==== INFORMATION SUPPLIED ====
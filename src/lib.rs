//! Core of a multi-guild voice music bot.
//!
//! Each voice session gets a [`player::Client`] driving a single-task
//! event loop that owns the queue, feeds encoded audio frames from an
//! ffmpeg-backed producer into a caller-provided sink, and reacts to
//! queue edits mid-stream. Tracks come from an extensible
//! [`extractor::Registry`] (YouTube scraping, Spotify matching, and a
//! youtube-dl fallback by default).

pub mod audio;
pub mod config;
pub mod error;
pub mod events;
pub mod extractor;
pub mod player;
pub mod util;

pub use config::AppConfig;
pub use error::{Error, Result};
pub use events::EventHooks;
pub use extractor::{builtin_registry, Registry, Track};
pub use player::{spawn, Client, Command, Queue};
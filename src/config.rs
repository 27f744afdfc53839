use std::path::PathBuf;

use serde::{Deserialize, Serialize};

use crate::error::{Error, Result};
use crate::extractor::{self, Config as ExtractorConfig, Registry};

/// On-disk configuration document.
///
/// Unknown providers in `extractors` pass through untouched; a missing
/// provider table or a wrongly-typed value is fatal at load time.
#[derive(Debug, Clone, Serialize, Deserialize)]
#[serde(rename_all = "camelCase")]
pub struct AppConfig {
    #[serde(default = "default_ffmpeg_path")]
    pub ffmpeg_path: String,
    #[serde(default)]
    pub extractors: ExtractorConfig,
}

fn default_ffmpeg_path() -> String {
    "ffmpeg".to_string()
}

impl Default for AppConfig {
    fn default() -> Self {
        Self {
            ffmpeg_path: default_ffmpeg_path(),
            extractors: extractor::builtin_registry().default_config(),
        }
    }
}

impl AppConfig {
    pub fn config_dir() -> Result<PathBuf> {
        let home = dirs::home_dir()
            .ok_or_else(|| Error::Config("cannot find home directory".into()))?;
        Ok(home.join(".troubadour"))
    }

    pub fn config_path() -> Result<PathBuf> {
        Ok(Self::config_dir()?.join("config.json"))
    }

    pub fn load(registry: &Registry) -> Result<Self> {
        let content = std::fs::read_to_string(Self::config_path()?)?;
        let config: Self = serde_json::from_str(&content)?;
        registry.check_validity(&config.extractors)?;
        Ok(config)
    }

    pub fn save(&self) -> Result<()> {
        std::fs::create_dir_all(Self::config_dir()?)?;
        let content = serde_json::to_string_pretty(self)?;
        std::fs::write(Self::config_path()?, content)?;
        Ok(())
    }
}
use async_trait::async_trait;
use chrono::{DateTime, Utc};
use serde::Deserialize;
use tokio::sync::Mutex;

use crate::error::{Error, Result};
use crate::extractor::youtube::{YoutubeExtractor, YoutubeSearcher};
use crate::extractor::{Extractor, Provider, ProviderConfig, Searcher, Track};

const API_URL: &str = "https://api.spotify.com/v1";

#[derive(Debug, Clone, Copy, PartialEq)]
enum UrlKind {
    Track,
    Album,
    Playlist,
}

fn classify(input: &str) -> Option<(String, UrlKind)> {
    let url = reqwest::Url::parse(input).ok()?;
    if url.scheme() != "http" && url.scheme() != "https" {
        return None;
    }
    if url.host_str()? != "open.spotify.com" {
        return None;
    }
    let segments: Vec<&str> = url.path().split('/').collect();
    if segments.len() != 3 || !segments[0].is_empty() {
        return None;
    }
    let kind = match segments[1] {
        "track" => UrlKind::Track,
        "album" => UrlKind::Album,
        "playlist" => UrlKind::Playlist,
        _ => return None,
    };
    Some((segments[2].to_string(), kind))
}

struct ApiToken {
    token: String,
    expires: DateTime<Utc>,
}

impl Default for ApiToken {
    fn default() -> Self {
        Self {
            token: String::new(),
            expires: DateTime::<Utc>::MIN_UTC,
        }
    }
}

/// Resolves Spotify URLs by matching tracks against the video provider.
pub struct SpotifyExtractor {
    http: reqwest::Client,
    token: Mutex<ApiToken>,
    yt_searcher: YoutubeSearcher,
    yt_searcher_cfg: ProviderConfig,
    yt_extractor: YoutubeExtractor,
    yt_extractor_cfg: ProviderConfig,
}

impl SpotifyExtractor {
    pub fn new() -> Self {
        let yt_searcher = YoutubeSearcher::new();
        let yt_searcher_cfg = yt_searcher.default_config();
        let yt_extractor = YoutubeExtractor::new();
        let yt_extractor_cfg = yt_extractor.default_config();
        Self {
            http: reqwest::Client::new(),
            token: Mutex::new(ApiToken::default()),
            yt_searcher,
            yt_searcher_cfg,
            yt_extractor,
            yt_extractor_cfg,
        }
    }

    /// The anonymous web API token, refreshed from the site HTML when
    /// stale.
    async fn api_token(&self) -> Result<String> {
        let mut token = self.token.lock().await;
        if Utc::now() < token.expires {
            return Ok(token.token.clone());
        }
        let body = self
            .http
            .get("https://open.spotify.com")
            .send()
            .await?
            .text()
            .await?;
        let session = parse_session_data(&body)?;
        token.token = session.access_token;
        token.expires = DateTime::from_timestamp_millis(session.access_token_expiration_timestamp_ms)
            .ok_or(Error::SessionData)?;
        Ok(token.token.clone())
    }

    async fn api_get(&self, url: &str) -> Result<reqwest::Response> {
        let token = self.api_token().await?;
        Ok(self
            .http
            .get(url)
            .header(reqwest::header::CONTENT_TYPE, "application/json")
            .bearer_auth(token)
            .send()
            .await?)
    }

    async fn get_track(&self, id: &str) -> Result<Track> {
        let resp = self.api_get(&format!("{API_URL}/tracks/{id}")).await?;
        let data: TrackData = resp.json().await.map_err(|_| Error::ApiResponse)?;
        if data.artists.is_empty() {
            return Err(Error::InvalidTrackData);
        }

        let query = format!("{} - {}", data.name, data.artists_string());
        let results = self
            .yt_searcher
            .search(&self.yt_searcher_cfg, &query)
            .await?;
        if results.is_empty() {
            return Err(Error::TrackNotFound);
        }

        let meta = MatchMeta::from_track(&data);
        let (best_idx, _) = results
            .iter()
            .enumerate()
            .min_by_key(|(idx, candidate)| score_candidate(&meta, candidate, *idx))
            .ok_or(Error::TrackNotFound)?;

        let video = self
            .yt_extractor
            .extract(&self.yt_extractor_cfg, &results[best_idx].source_url)
            .await?;
        if video.len() != 1 {
            return Err(Error::UnableToGetStream);
        }
        let video = video.into_iter().next().ok_or(Error::UnableToGetStream)?;

        Ok(Track {
            stream_url: video.stream_url,
            title: format!("{} - {}", data.artists_string(), data.name),
            uploader: data.artists_string(),
            duration: video.duration,
            expires: video.expires,
            source_url: data.external_urls.spotify,
            ..Default::default()
        })
    }

    async fn get_playlist(&self, id: &str) -> Result<Vec<Track>> {
        let mut url = format!("{API_URL}/playlists/{id}");
        let mut page_only = false;
        let mut playlist_url = String::new();
        let mut playlist_title = String::new();
        let mut res = Vec::new();
        loop {
            let resp = self.api_get(&url).await?;
            let (items, next) = if page_only {
                let page: PlaylistTracks = resp.json().await.map_err(|_| Error::ApiResponse)?;
                (page.items, page.next)
            } else {
                let data: PlaylistData = resp.json().await.map_err(|_| Error::ApiResponse)?;
                playlist_url = data.external_urls.spotify;
                playlist_title = data.name;
                (data.tracks.items, data.tracks.next)
            };
            for item in items {
                res.push(superficial_track(
                    item.track,
                    &playlist_url,
                    &playlist_title,
                ));
            }
            match next {
                Some(n) if !n.is_empty() => {
                    url = n;
                    page_only = true;
                }
                _ => break,
            }
        }
        Ok(res)
    }

    async fn get_album(&self, id: &str) -> Result<Vec<Track>> {
        let mut url = format!("{API_URL}/albums/{id}");
        let mut page_only = false;
        let mut album_url = String::new();
        let mut album_title = String::new();
        let mut res = Vec::new();
        loop {
            let resp = self.api_get(&url).await?;
            let (items, next) = if page_only {
                let page: AlbumTracks = resp.json().await.map_err(|_| Error::ApiResponse)?;
                (page.items, page.next)
            } else {
                let data: AlbumData = resp.json().await.map_err(|_| Error::ApiResponse)?;
                album_url = data.external_urls.spotify;
                album_title = data.name;
                (data.tracks.items, data.tracks.next)
            };
            for track in items {
                res.push(superficial_track(track, &album_url, &album_title));
            }
            match next {
                Some(n) if !n.is_empty() => {
                    url = n;
                    page_only = true;
                }
                _ => break,
            }
        }
        Ok(res)
    }
}
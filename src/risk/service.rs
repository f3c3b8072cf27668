//! Live scoring boundary: one raw event in, risk score (and optionally attributions) out.
//!
//! Without history each event is scored as a batch of one, so
//! `failed_logins_last_1h`, `ip_event_count` and `user_event_rate` degenerate
//! to `0`, `1` and `1/15`. With an [`EventHistory`] the batch is the retained
//! history plus the event, scored event last.

use super::engine::{ExplainResult, RiskResult};
use crate::error::{EngineError, Result};
use crate::events::{EventNormalizer, RawEvent};
use crate::explain::Explainer;
use crate::features::{FeatureExtractor, FeatureTable, FeatureVector};
use crate::history::EventHistory;
use crate::model::RiskModel;
use std::sync::Arc;
use tracing::{debug, info, info_span};
use uuid::Uuid;

pub struct RiskService {
    extractor: FeatureExtractor,
    model: Arc<dyn RiskModel>,
    explainer: Arc<dyn Explainer>,
    history: Option<EventHistory>,
}

impl RiskService {
    pub fn new(
        extractor: FeatureExtractor,
        model: Arc<dyn RiskModel>,
        explainer: Arc<dyn Explainer>,
    ) -> Self {
        Self {
            extractor,
            model,
            explainer,
            history: None,
        }
    }

    pub fn with_history(mut self, history: EventHistory) -> Self {
        self.history = Some(history);
        self
    }

    pub fn history(&self) -> Option<&EventHistory> {
        self.history.as_ref()
    }

    /// Features for one event, in the context of retained history if any.
    /// With history, reading the context and recording the event happen under
    /// one lock, so concurrent callers are serialised.
    pub fn features_for(&self, raw: &RawEvent) -> Result<FeatureVector> {
        let event = EventNormalizer::normalize(0, raw)?;
        let table = match &self.history {
            Some(h) => h.with_event(event, |batch| self.extractor.extract_events(batch)),
            None => self.extractor.extract_events(std::slice::from_ref(&event)),
        };
        table
            .last()
            .copied()
            .ok_or_else(|| EngineError::validation(0, "empty batch"))
    }

    pub fn score(&self, raw: &RawEvent) -> Result<RiskResult> {
        let request_id = Uuid::new_v4();
        let _span = info_span!("score", %request_id).entered();

        let features = self.features_for(raw)?;
        let result = RiskResult::from_score(self.model.predict(&features)?);
        log_result(raw, &result);
        Ok(result)
    }

    pub fn explain(&self, raw: &RawEvent) -> Result<ExplainResult> {
        let request_id = Uuid::new_v4();
        let _span = info_span!("explain", %request_id).entered();

        let features = self.features_for(raw)?;
        let risk_score = self.model.predict(&features)?;
        let explanations = self.explainer.explain(&features, self.model.as_ref())?;
        debug!(risk_score, "explained");
        Ok(ExplainResult {
            risk_score,
            explanations,
        })
    }

    /// Extract the whole batch and score every row. History is not consulted.
    pub fn score_batch(&self, records: &[RawEvent]) -> Result<(FeatureTable, Vec<RiskResult>)> {
        let table = self.extractor.extract(records)?;
        let results = self
            .model
            .predict_batch(&table)?
            .into_iter()
            .map(RiskResult::from_score)
            .collect();
        Ok((table, results))
    }
}

fn log_result(raw: &RawEvent, result: &RiskResult) {
    let user = raw.user.as_deref().unwrap_or_default();
    if result.classification == super::Classification::Anomaly {
        info!(user, score = result.risk_score, "anomalous event");
    } else {
        debug!(user, score = result.risk_score, "event scored");
    }
}
//! Per-feature attribution for a single prediction.
//!
//! [`Explainer`] is the seam for any attribution method. [`AblationExplainer`]
//! is a model-agnostic implementation: the attribution of feature `i` is
//! `f(x) - f(x')` where `x'` equals `x` with feature `i` replaced by a baseline.

use crate::error::Result;
use crate::features::{FeatureTable, FeatureVector, FEATURE_DIM, FEATURE_NAMES};
use crate::model::RiskModel;
use serde::ser::SerializeMap;
use serde::{Serialize, Serializer};

/// Attribution values in feature order, serialized as `{feature_name: value}`.
#[derive(Debug, Clone, PartialEq)]
pub struct Attributions(Vec<(&'static str, f32)>);

impl Attributions {
    pub fn new(values: [f32; FEATURE_DIM]) -> Self {
        Self(FEATURE_NAMES.into_iter().zip(values).collect())
    }

    pub fn get(&self, name: &str) -> Option<f32> {
        self.0.iter().find(|(n, _)| *n == name).map(|(_, v)| *v)
    }

    pub fn iter(&self) -> impl Iterator<Item = &(&'static str, f32)> {
        self.0.iter()
    }
}

impl Serialize for Attributions {
    fn serialize<S: Serializer>(&self, serializer: S) -> std::result::Result<S::Ok, S::Error> {
        let mut map = serializer.serialize_map(Some(self.0.len()))?;
        for (name, value) in &self.0 {
            map.serialize_entry(name, value)?;
        }
        map.end()
    }
}

pub trait Explainer: Send + Sync {
    fn explain(&self, features: &FeatureVector, model: &dyn RiskModel) -> Result<Attributions>;
}

pub struct AblationExplainer {
    baseline: [f32; FEATURE_DIM],
}

impl Default for AblationExplainer {
    fn default() -> Self {
        Self {
            baseline: [0.0; FEATURE_DIM],
        }
    }
}

impl AblationExplainer {
    pub fn with_baseline(baseline: &FeatureVector) -> Self {
        Self {
            baseline: baseline.to_array(),
        }
    }

    /// Column means of a background table; zeros if the table is empty.
    pub fn from_background(table: &FeatureTable) -> Self {
        let mut baseline = [0.0f32; FEATURE_DIM];
        if table.is_empty() {
            return Self { baseline };
        }
        for row in table.rows() {
            for (acc, v) in baseline.iter_mut().zip(row.to_array()) {
                *acc += v;
            }
        }
        let n = table.len() as f32;
        baseline.iter_mut().for_each(|v| *v /= n);
        Self { baseline }
    }
}

impl Explainer for AblationExplainer {
    fn explain(&self, features: &FeatureVector, model: &dyn RiskModel) -> Result<Attributions> {
        let full = model.predict(features)?;
        let x = features.to_array();
        let mut out = [0.0f32; FEATURE_DIM];
        for i in 0..FEATURE_DIM {
            if x[i] == self.baseline[i] {
                continue;
            }
            let mut ablated = x;
            ablated[i] = self.baseline[i];
            out[i] = full - model.predict(&FeatureVector::from_array(ablated))?;
        }
        Ok(Attributions::new(out))
    }
}

#[cfg(test)]
mod tests {
    use super::*;
    use crate::error::EngineError;

    /// score = 0.1 * failed_logins + 0.05 * is_weekend
    struct Linear;

    impl RiskModel for Linear {
        fn predict(&self, f: &FeatureVector) -> Result<f32> {
            Ok(0.1 * f.failed_logins_last_1h as f32 + 0.05 * f.is_weekend as f32)
        }
    }

    struct Broken;

    impl RiskModel for Broken {
        fn predict(&self, _: &FeatureVector) -> Result<f32> {
            Err(EngineError::upstream("boom"))
        }
    }

    fn vector() -> FeatureVector {
        FeatureVector {
            event_hour: 3,
            event_type_code: 1,
            resource_depth: 2,
            is_privileged_event: 0,
            is_weekend: 1,
            failed_logins_last_1h: 4,
            ip_event_count: 1,
            user_event_rate: 1.0 / 15.0,
        }
    }

    #[test]
    fn linear_model_attributions_match_weights() {
        let a = AblationExplainer::default().explain(&vector(), &Linear).unwrap();
        assert!((a.get("failed_logins_last_1h").unwrap() - 0.4).abs() < 1e-5);
        assert!((a.get("is_weekend").unwrap() - 0.05).abs() < 1e-5);
        assert_eq!(a.get("event_hour"), Some(0.0));
        assert_eq!(a.iter().count(), FEATURE_DIM);
    }

    #[test]
    fn serializes_as_named_map() {
        let a = AblationExplainer::default().explain(&vector(), &Linear).unwrap();
        let json = serde_json::to_value(&a).unwrap();
        let obj = json.as_object().unwrap();
        assert_eq!(obj.len(), FEATURE_DIM);
        assert!(obj.contains_key("user_event_rate"));
    }

    #[test]
    fn background_baseline_is_column_mean() {
        let mut other = vector();
        other.failed_logins_last_1h = 2;
        let explainer = AblationExplainer::from_background(&FeatureTable::new(vec![vector(), other]));
        let a = explainer.explain(&vector(), &Linear).unwrap();
        // baseline failed_logins = 3, so attribution = 0.1 * (4 - 3)
        assert!((a.get("failed_logins_last_1h").unwrap() - 0.1).abs() < 1e-5);
    }

    #[test]
    fn model_failure_propagates() {
        let err = AblationExplainer::default().explain(&vector(), &Broken).unwrap_err();
        assert_eq!(err.status_code(), 500);
    }
}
====
## [THE PROBLEM]
Find the line with "pub mod config;" in the material above. Reproduce it and each line after it up to and including the line with "impl Default for AppConfig".

## [SOLUTION FOR THIS EXERCISE]
pub mod config;
pub mod error;
pub mod events;
pub mod extractor;
pub mod player;
pub mod util;

pub use config::AppConfig;
pub use error::{Error, Result};
pub use events::EventHooks;
pub use extractor::{builtin_registry, Registry, Track};
pub use player::{spawn, Client, Command, Queue};
filename src/config.rs
repository 27f744afdfc53839
use std::path::PathBuf;

use serde::{Deserialize, Serialize};

use crate::error::{Error, Result};
use crate::extractor::{self, Config as ExtractorConfig, Registry};

/// On-disk configuration document.
///
/// Unknown providers in `extractors` pass through untouched; a missing
/// provider table or a wrongly-typed value is fatal at load time.
#[derive(Debug, Clone, Serialize, Deserialize)]
#[serde(rename_all = "camelCase")]
pub struct AppConfig {
    #[serde(default = "default_ffmpeg_path")]
    pub ffmpeg_path: String,
    #[serde(default)]
    pub extractors: ExtractorConfig,
}

fn default_ffmpeg_path() -> String {
    "ffmpeg".to_string()
}

impl Default for AppConfig {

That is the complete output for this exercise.